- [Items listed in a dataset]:
*** Block opens ***
//! Form 222 Validation
//!
//! Field-presence and format checks a form must pass before it can be
//! downloaded or submitted. Every violation is reported, not just the first.

use serde::Serialize;

use pharmreturn_models::{RegulatedForm, MAX_LINES_PER_FORM};

use crate::validation::is_valid_dea_number;

/// Human-readable violations; empty means the form is usable.
pub fn validate_form(form: &RegulatedForm) -> Vec<String> {
    let mut violations = Vec::new();
    let dea_number = &form.registrant_info.dea_number;

    // An empty DEA number reports both messages.
    if dea_number.trim().is_empty() {
        violations.push("DEA number is required".to_string());
    }
    if !is_valid_dea_number(dea_number) {
        violations.push("Invalid DEA number format".to_string());
    }

    if form.line_items.is_empty() {
        violations.push("At least one line item is required.".to_string());
    }
    if form.line_items.len() > MAX_LINES_PER_FORM {
        violations.push(format!("Maximum {} line items per form", MAX_LINES_PER_FORM));
    }

    for (index, line) in form.line_items.iter().enumerate() {
        let n = index + 1;
        if line.ndc.trim().is_empty() {
            violations.push(format!("Line {}: NDC is required", n));
        }
        if line.name_of_item.trim().is_empty() {
            violations.push(format!("Line {}: Item name is required", n));
        }
        if line.number_of_packages == 0 {
            violations.push(format!("Line {}: Number of packages must be greater than 0", n));
        }
    }

    violations
}

/// Validation outcome for one form of a batch.
#[derive(Debug, Clone, Serialize)]
#[serde(rename_all = "camelCase")]
pub struct FormValidation {
    pub form_number: String,
    pub is_valid: bool,
    pub violations: Vec<String>,
}

/// Validate every form of a batch, in order.
pub fn validate_batch(forms: &[RegulatedForm]) -> Vec<FormValidation> {
    forms
        .iter()
        .map(|form| {
            let violations = validate_form(form);
            if !violations.is_empty() {
                tracing::debug!(
                    form_number = %form.form_number,
                    violations = violations.len(),
                    "Form failed validation"
                );
            }
            FormValidation {
                form_number: form.form_number.clone(),
                is_valid: violations.is_empty(),
                violations,
            }
        })
        .collect()
}

#[cfg(test)]
mod tests {
    use super::*;
    use chrono::Utc;
    use pharmreturn_models::{FormLineItem, FormStatus, RegistrantInfo};

    fn line(line_number: u32) -> FormLineItem {
        FormLineItem {
            line_number,
            name_of_item: "Oxycodone HCl 5 mg Tablet".to_string(),
            ndc: "00406-0552-01".to_string(),
            number_of_packages: 1,
            size_of_package: "100".to_string(),
            date_received: None,
            packages_received: None,
        }
    }

    fn form(dea_number: &str, lines: Vec<FormLineItem>) -> RegulatedForm {
        RegulatedForm {
            form_number: format!("{}-0-1", dea_number),
            registrant_info: RegistrantInfo {
                name: "HealthCare Pharmacy".to_string(),
                dea_number: dea_number.to_string(),
                ..Default::default()
            },
            total_lines: lines.len(),
            line_items: lines,
            date_executed: Utc::now(),
            status: FormStatus::Draft,
        }
    }

    #[test]
    fn test_valid_form() {
        assert!(validate_form(&form("AB1234567", vec![line(1)])).is_empty());
    }

    #[test]
    fn test_wrong_dea_format() {
        let violations = validate_form(&form("123456789", vec![line(1)]));
        assert_eq!(violations, vec!["Invalid DEA number format".to_string()]);
    }

    #[test]
    fn test_empty_dea_reports_both_messages() {
        let violations = validate_form(&form("", vec![line(1)]));
        assert_eq!(
            violations,
            vec![
                "DEA number is required".to_string(),
                "Invalid DEA number format".to_string(),
            ]
        );
    }

    #[test]
    fn test_non_ascii_digit_dea_number() {
        let violations = validate_form(&form("AB١٢٣٤٥٦٧", vec![line(1)]));
        assert_eq!(violations, vec!["Invalid DEA number format".to_string()]);
    }

    #[test]
    fn test_no_line_items() {
        let violations = validate_form(&form("AB1234567", vec![]));
        assert_eq!(violations, vec!["At least one line item is required.".to_string()]);
    }

    #[test]
    fn test_eleven_line_items_rejected() {
        let lines = (1..=11).map(line).collect();
        let violations = validate_form(&form("AB1234567", lines));
        assert!(violations.iter().any(|v| v.contains("Maximum 10 line items")));
    }

    #[test]
    fn test_line_violations_are_collected() {
        let mut bad = line(2);
        bad.ndc = String::new();
        bad.name_of_item = "  ".to_string();
        bad.number_of_packages = 0;

        let violations = validate_form(&form("", vec![line(1), bad]));
        assert_eq!(violations.len(), 5);
        assert!(violations.contains(&"Line 2: NDC is required".to_string()));
        assert!(violations.contains(&"Line 2: Item name is required".to_string()));
        assert!(violations.contains(&"Line 2: Number of packages must be greater than 0".to_string()));
    }

    #[test]
    fn test_validate_batch() {
        let results = validate_batch(&[form("AB1234567", vec![line(1)]), form("bad", vec![])]);
        assert!(results[0].is_valid);
        assert!(!results[1].is_valid);
        assert_eq!(results[1].violations.len(), 2);
    }
}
*** Block closes ***
- [WORK REQUIRED]: Write out the entries in full, exactly as given.

- [EXERCISE ANSWER]:
//! Form 222 Validation
//!
//! Field-presence and format checks a form must pass before it can be
//! downloaded or submitted. Every violation is reported, not just the first.

use serde::Serialize;

use pharmreturn_models::{RegulatedForm, MAX_LINES_PER_FORM};

use crate::validation::is_valid_dea_number;

/// Human-readable violations; empty means the form is usable.
pub fn validate_form(form: &RegulatedForm) -> Vec<String> {
    let mut violations = Vec::new();
    let dea_number = &form.registrant_info.dea_number;

    // An empty DEA number reports both messages.
    if dea_number.trim().is_empty() {
        violations.push("DEA number is required".to_string());
    }
    if !is_valid_dea_number(dea_number) {
        violations.push("Invalid DEA number format".to_string());
    }

    if form.line_items.is_empty() {
        violations.push("At least one line item is required.".to_string());
    }
    if form.line_items.len() > MAX_LINES_PER_FORM {
        violations.push(format!("Maximum {} line items per form", MAX_LINES_PER_FORM));
    }

    for (index, line) in form.line_items.iter().enumerate() {
        let n = index + 1;
        if line.ndc.trim().is_empty() {
            violations.push(format!("Line {}: NDC is required", n));
        }
        if line.name_of_item.trim().is_empty() {
            violations.push(format!("Line {}: Item name is required", n));
        }
        if line.number_of_packages == 0 {
            violations.push(format!("Line {}: Number of packages must be greater than 0", n));
        }
    }

    violations
}

/// Validation outcome for one form of a batch.
#[derive(Debug, Clone, Serialize)]
#[serde(rename_all = "camelCase")]
pub struct FormValidation {
    pub form_number: String,
    pub is_valid: bool,
    pub violations: Vec<String>,
}

/// Validate every form of a batch, in order.
pub fn validate_batch(forms: &[RegulatedForm]) -> Vec<FormValidation> {
    forms
        .iter()
        .map(|form| {
            let violations = validate_form(form);
            if !violations.is_empty() {
                tracing::debug!(
                    form_number = %form.form_number,
                    violations = violations.len(),
                    "Form failed validation"
                );
            }
            FormValidation {
                form_number: form.form_number.clone(),
                is_valid: violations.is_empty(),
                violations,
            }
        })
        .collect()
}

#[cfg(test)]
mod tests {
    use super::*;
    use chrono::Utc;
    use pharmreturn_models::{FormLineItem, FormStatus, RegistrantInfo};

    fn line(line_number: u32) -> FormLineItem {
        FormLineItem {
            line_number,
            name_of_item: "Oxycodone HCl 5 mg Tablet".to_string(),
            ndc: "00406-0552-01".to_string(),
            number_of_packages: 1,
            size_of_package: "100".to_string(),
            date_received: None,
            packages_received: None,
        }
    }

    fn form(dea_number: &str, lines: Vec<FormLineItem>) -> RegulatedForm {
        RegulatedForm {
            form_number: format!("{}-0-1", dea_number),
            registrant_info: RegistrantInfo {
                name: "HealthCare Pharmacy".to_string(),
                dea_number: dea_number.to_string(),
                ..Default::default()
            },
            total_lines: lines.len(),
            line_items: lines,
            date_executed: Utc::now(),
            status: FormStatus::Draft,
        }
    }

    #[test]
    fn test_valid_form() {
        assert!(validate_form(&form("AB1234567", vec![line(1)])).is_empty());
    }

    #[test]
    fn test_wrong_dea_format() {
        let violations = validate_form(&form("123456789", vec![line(1)]));
        assert_eq!(violations, vec!["Invalid DEA number format".to_string()]);
    }

    #[test]
    fn test_empty_dea_reports_both_messages() {
        let violations = validate_form(&form("", vec![line(1)]));
        assert_eq!(
            violations,
            vec![
                "DEA number is required".to_string(),
                "Invalid DEA number format".to_string(),
            ]
        );
    }

    #[test]
    fn test_non_ascii_digit_dea_number() {
        let violations = validate_form(&form("AB١٢٣٤٥٦٧", vec![line(1)]));
        assert_eq!(violations, vec!["Invalid DEA number format".to_string()]);
    }

    #[test]
    fn test_no_line_items() {
        let violations = validate_form(&form("AB1234567", vec![]));
        assert_eq!(violations, vec!["At least one line item is required.".to_string()]);
    }

    #[test]
    fn test_eleven_line_items_rejected() {
        let lines = (1..=11).map(line).collect();
        let violations = validate_form(&form("AB1234567", lines));
        assert!(violations.iter().any(|v| v.contains("Maximum 10 line items")));
    }

    #[test]
    fn test_line_violations_are_collected() {
        let mut bad = line(2);
        bad.ndc = String::new();
        bad.name_of_item = "  ".to_string();
        bad.number_of_packages = 0;

        let violations = validate_form(&form("", vec![line(1), bad]));
        assert_eq!(violations.len(), 5);
        assert!(violations.contains(&"Line 2: NDC is required".to_string()));
        assert!(violations.contains(&"Line 2: Item name is required".to_string()));
        assert!(violations.contains(&"Line 2: Number of packages must be greater than 0".to_string()));
    }

    #[test]
    fn test_validate_batch() {
        let results = validate_batch(&[form("AB1234567", vec![line(1)]), form("bad", vec![])]);
        assert!(results[0].is_valid);
        assert!(!results[1].is_valid);
        assert_eq!(results[1].violations.len(), 2);
    }
}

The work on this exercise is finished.